ABSTRACT Atopic dermatitis (AD) is a common skin disease. Although AD pathogenesis has been widely researched, inhibitory mechanisms in AD are still unclear. Sialic acid‐binding immunoglobulin‐like lectins (Siglecs) are a family of receptors recognising sialic acids; most Siglecs work as inhibitory receptors. Among Siglecs, Siglec‐E is expressed on dendritic cells (DCs) and eosinophils, important immune cells in AD. Although Siglec‐E inhibits Type 1 inflammatory diseases, how it influences AD is unknown. Thus, we investigated the role of Siglec‐E in AD mouse model by using Siglec‐E knockout (KO) mice. We demonstrated that Siglec‐E attenuated AD‐like inflammation of mice caused by topical application of MC903 on ear skin (MC903‐induced AD). To reveal the role of Siglec‐E in MC903‐induced AD, we focused on Siglec‐E on DCs and eosinophils. We first showed that Sigle‐E was expressed on cutaneous DCs and migratory DCs of draining lymph nodes. Moreover, OX40L expression on cutaneous DCs was reduced in the presence of Siglec‐E. In vitro experiments using cultured spleen DCs (SpDCs), highly expressing Siglec‐E, revealed that IL‐33 was involved in the induction of Siglec‐E and confirmed that Siglec‐E inhibited OX40L expression on SpDCs induced by IL‐33. Moreover, CD4 + T cell–SpDC coculture revealed that Siglec‐E inhibited Th2 polarisation under IL‐33 stimulation.

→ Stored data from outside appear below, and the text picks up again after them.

//! End-to-end assessment of a telemetry window.
//!
//! [`HealthMonitor`] ties the pieces together for one request: it takes a
//! snapshot of the reference data, checks the latest vital signs, classifies
//! the latest acceleration sample and builds the baseline envelope over the
//! whole window.

use std::sync::Arc;

use serde::Serialize;
use tracing::{info, instrument};

use crate::classifier::{ClassifierConfig, GaitClassifier};
use crate::envelope::{BaselineEnvelope, EnvelopeBuilder};
use crate::error::{MonitorError, MonitorResult};
use crate::reference::RemedyTable;
use crate::render::ComparisonPlot;
use crate::snapshot::{ReferenceSnapshot, SnapshotStore};
use crate::telemetry::{TelemetryRecord, TelemetrySource};
use crate::types::{AccelSample, ClassificationLabel, ClassificationResult};
use crate::vitals::VitalsReport;

/// Decimal places used for the displayed latest sample.
const DISPLAY_DECIMALS: i32 = 3;

/// Everything the presentation layer needs for one window.
#[derive(Debug, Clone, Serialize)]
pub struct MonitorReport {
    /// Vital sign status of the latest record.
    pub vitals: VitalsReport,
    /// Latest acceleration, rounded for display.
    pub latest_sample: AccelSample,
    /// Classification of the latest acceleration.
    pub classification: ClassificationResult,
    /// Recovery guidance for the classified disorder, when known.
    pub remedy: Option<String>,
    /// Baseline envelope over the whole window.
    pub envelope: BaselineEnvelope,
    /// Number of records in the window.
    pub window_len: usize,
}

impl MonitorReport {
    /// Renderer-ready plots for the envelope.
    #[must_use]
    pub fn plots(&self) -> Vec<ComparisonPlot> {
        ComparisonPlot::all(&self.envelope)
    }
}

/// Request-level orchestrator.
#[derive(Debug)]
pub struct HealthMonitor {
    store: Arc<SnapshotStore>,
    classifier: GaitClassifier,
    envelope: EnvelopeBuilder,
    window_size: usize,
}

impl HealthMonitor {
    /// Create a monitor over `store`.
    #[must_use]
    pub fn new(store: Arc<SnapshotStore>, classifier: ClassifierConfig, window_size: usize) -> Self {
        Self {
            store,
            classifier: GaitClassifier::new(classifier),
            envelope: EnvelopeBuilder::new(),
            window_size: window_size.max(1),
        }
    }

    /// Shared snapshot store.
    #[must_use]
    pub fn store(&self) -> &Arc<SnapshotStore> {
        &self.store
    }

    /// Classifier in use.
    #[must_use]
    pub fn classifier(&self) -> &GaitClassifier {
        &self.classifier
    }

    /// Remedies of the current snapshot, or the built-in table.
    #[must_use]
    pub fn remedies(&self) -> RemedyTable {
        self.store
            .current()
            .map_or_else(RemedyTable::fallback, |s| s.remedies.clone())
    }

    /// Reload the reference tables and publish a fresh snapshot.
    ///
    /// Returns `Ok(false)` when the store has no source to reload from.
    ///
    /// # Errors
    ///
    /// Returns [`MonitorError::Store`] if the tables cannot be loaded; the
    /// previous snapshot stays in place.
    pub fn reload(&self) -> MonitorResult<bool> {
        Ok(self.store.reload()?)
    }

    /// Classify one sample against the current snapshot.
    #[must_use]
    pub fn classify(&self, live: AccelSample) -> ClassificationResult {
        let snapshot = self.store.current();
        self.classifier
            .classify(snapshot.as_deref().map(|s| &s.dataset), live)
    }

    /// Assess a window of records, oldest first.
    ///
    /// # Errors
    ///
    /// Returns [`MonitorError::NoData`] for an empty window.
    #[instrument(skip_all, fields(records = records.len()))]
    pub fn assess(&self, records: &[TelemetryRecord]) -> MonitorResult<MonitorReport> {
        let latest = records.last().ok_or(MonitorError::NoData)?;
        let snapshot = self.store.current();
        let snapshot: Option<&ReferenceSnapshot> = snapshot.as_deref();

        let series: Vec<AccelSample> = records.iter().map(|r| r.accel).collect();
        let classification = self
            .classifier
            .classify(snapshot.map(|s| &s.dataset), latest.accel);
        let envelope = self.envelope.build(snapshot.map(|s| &s.baseline), &series);

        let remedy = match (classification.label, snapshot) {
            (ClassificationLabel::Disorder(d), Some(s)) => s.remedies.lookup(d).map(str::to_string),
            _ => None,
        };

        info!(
            classification = %classification.label,
            tier = %classification.tier,
            degraded = envelope.degraded,
            "Assessed telemetry window"
        );

        Ok(MonitorReport {
            vitals: VitalsReport::evaluate(latest.pulse, latest.oxygen, latest.temperature),
            latest_sample: latest.accel.rounded(DISPLAY_DECIMALS),
            classification,
            remedy,
            envelope,
            window_len: records.len(),
        })
    }

    /// Pull the configured window from `source` and assess it.
    ///
    /// # Errors
    ///
    /// Propagates telemetry failures and returns [`MonitorError::NoData`]
    /// when the source has no records.
    pub fn assess_source(&self, source: &dyn TelemetrySource) -> MonitorResult<MonitorReport> {
        let records = source.latest_readings(self.window_size)?;
        self.assess(&records)
    }
}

We finally revealed that Siglec‐E was expressed on eosinophils and reduced the eosinophils infiltration to the MC903‐treated ear skin with the suppression of CD49d, a necessary integrin for eosinophil migration to skin tissue [1], expression on eosinophils. These findings elucidated the inhibitory role of Siglec‐E in MC903‐induced AD.